» **WORK INSTRUCTIONS**
Write out the full listing exactly as it appears below.

» **DATA FOR PROCESSING**

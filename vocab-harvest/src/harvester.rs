//! The public extraction boundary.

use vocab_harvest_markup::{MarkupAnalyzer, MarkupHint};
use vocab_harvest_pipeline::entry::{ExtractionRequest, VocabularyEntry};
use vocab_harvest_pipeline::extraction::{PipelineConfig, RunMetrics, VocabularyPipeline};
use vocab_harvest_pipeline::hints::HintSource;
use vocab_harvest_pipeline::model::TextModel;

use crate::config::ClientConfig;
use crate::errors::Error;
use crate::gemini::{self, GeminiModel};
use crate::invoker::RigInvoker;
use crate::translate::translate_word;

/// Extracts vocabulary from pages and translates single words.
///
/// Holds no per-request state; one harvester can serve concurrent calls.
pub struct Harvester<M, H = Option<MarkupAnalyzer>> {
    pipeline: VocabularyPipeline<M, H>,
}

impl Harvester<RigInvoker<GeminiModel>, Option<MarkupAnalyzer>> {
    /// Gemini-backed harvester with markup hints unless disabled in `config`.
    ///
    /// # Errors
    ///
    /// `Error::MissingApiKey` without `GEMINI_API_KEY`, `Error::Markup` if
    /// the page fetcher cannot be built.
    pub fn gemini(config: ClientConfig) -> Result<Self, Error> {
        let hints = if config.adaptive_retry {
            Some(MarkupAnalyzer::new(config.markup.clone())?)
        } else {
            None
        };
        let pipeline_config = config.pipeline.clone();
        let client = gemini::Client::from_config(config)?;

        Ok(Self::new(client.invoker(), hints, pipeline_config))
    }
}

impl<M: TextModel, H: HintSource> Harvester<M, H> {
    /// Harvester over any model and hint source.
    #[must_use]
    pub const fn new(model: M, hints: H, config: PipelineConfig) -> Self {
        Self {
            pipeline: VocabularyPipeline::with_config(model, hints, config),
        }
    }

    /// Extracts the vocabulary `url` teaches, with meanings in
    /// `target_language`. `source_language` may be `"auto"`.
    ///
    /// # Errors
    ///
    /// `Error::Extraction` with the pipeline's terminal failure.
    pub async fn extract_vocabulary(
        &self,
        url: &str,
        source_language: &str,
        target_language: &str,
    ) -> Result<Vec<VocabularyEntry>, Error> {
        self.extract_with_metrics(url, source_language, target_language)
            .await
            .map(|(entries, _)| entries)
    }

    /// Same as [`Self::extract_vocabulary`], also returning run metrics.
    ///
    /// # Errors
    ///
    /// See [`Self::extract_vocabulary`].
    pub async fn extract_with_metrics(
        &self,
        url: &str,
        source_language: &str,
        target_language: &str,
    ) -> Result<(Vec<VocabularyEntry>, RunMetrics), Error> {
        let request = ExtractionRequest::new(url, source_language, target_language);
        Ok(self.pipeline.extract_with_metrics(&request).await?)
    }

    /// Translates one word with the same model.
    ///
    /// # Errors
    ///
    /// See [`translate_word`].
    pub async fn translate_word(&self, text: &str, target_language: &str) -> Result<String, Error> {
        translate_word(self.pipeline.model(), text, target_language).await
    }
}

/// Ranked markup hints for `url`, without any model call.
///
/// # Errors
///
/// `Error::Markup` if the page fetcher cannot be built. Fetch failures
/// yield an empty list.
pub async fn page_hints(url: &str, config: &ClientConfig) -> Result<Vec<MarkupHint>, Error> {
    let analyzer = MarkupAnalyzer::new(config.markup.clone())?;
    Ok(analyzer.analyze(url).await)
}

» **TASK SOLUTION**
filename vocab-harvest/src/harvester.rs
//! The public extraction boundary.

use vocab_harvest_markup::{MarkupAnalyzer, MarkupHint};
use vocab_harvest_pipeline::entry::{ExtractionRequest, VocabularyEntry};
use vocab_harvest_pipeline::extraction::{PipelineConfig, RunMetrics, VocabularyPipeline};
use vocab_harvest_pipeline::hints::HintSource;
use vocab_harvest_pipeline::model::TextModel;

use crate::config::ClientConfig;
use crate::errors::Error;
use crate::gemini::{self, GeminiModel};
use crate::invoker::RigInvoker;
use crate::translate::translate_word;

/// Extracts vocabulary from pages and translates single words.
///
/// Holds no per-request state; one harvester can serve concurrent calls.
pub struct Harvester<M, H = Option<MarkupAnalyzer>> {
    pipeline: VocabularyPipeline<M, H>,
}

impl Harvester<RigInvoker<GeminiModel>, Option<MarkupAnalyzer>> {
    /// Gemini-backed harvester with markup hints unless disabled in `config`.
    ///
    /// # Errors
    ///
    /// `Error::MissingApiKey` without `GEMINI_API_KEY`, `Error::Markup` if
    /// the page fetcher cannot be built.
    pub fn gemini(config: ClientConfig) -> Result<Self, Error> {
        let hints = if config.adaptive_retry {
            Some(MarkupAnalyzer::new(config.markup.clone())?)
        } else {
            None
        };
        let pipeline_config = config.pipeline.clone();
        let client = gemini::Client::from_config(config)?;

        Ok(Self::new(client.invoker(), hints, pipeline_config))
    }
}

impl<M: TextModel, H: HintSource> Harvester<M, H> {
    /// Harvester over any model and hint source.
    #[must_use]
    pub const fn new(model: M, hints: H, config: PipelineConfig) -> Self {
        Self {
            pipeline: VocabularyPipeline::with_config(model, hints, config),
        }
    }

    /// Extracts the vocabulary `url` teaches, with meanings in
    /// `target_language`. `source_language` may be `"auto"`.
    ///
    /// # Errors
    ///
    /// `Error::Extraction` with the pipeline's terminal failure.
    pub async fn extract_vocabulary(
        &self,
        url: &str,
        source_language: &str,
        target_language: &str,
    ) -> Result<Vec<VocabularyEntry>, Error> {
        self.extract_with_metrics(url, source_language, target_language)
            .await
            .map(|(entries, _)| entries)
    }

    /// Same as [`Self::extract_vocabulary`], also returning run metrics.
    ///
    /// # Errors
    ///
    /// See [`Self::extract_vocabulary`].
    pub async fn extract_with_metrics(
        &self,
        url: &str,
        source_language: &str,
        target_language: &str,
    ) -> Result<(Vec<VocabularyEntry>, RunMetrics), Error> {
        let request = ExtractionRequest::new(url, source_language, target_language);
        Ok(self.pipeline.extract_with_metrics(&request).await?)
    }

    /// Translates one word with the same model.
    ///
    /// # Errors
    ///
    /// See [`translate_word`].
    pub async fn translate_word(&self, text: &str, target_language: &str) -> Result<String, Error> {
        translate_word(self.pipeline.model(), text, target_language).await
    }
}

/// Ranked markup hints for `url`, without any model call.
///
/// # Errors
///
/// `Error::Markup` if the page fetcher cannot be built. Fetch failures
/// yield an empty list.
pub async fn page_hints(url: &str, config: &ClientConfig) -> Result<Vec<MarkupHint>, Error> {
    let analyzer = MarkupAnalyzer::new(config.markup.clone())?;
    Ok(analyzer.analyze(url).await)
}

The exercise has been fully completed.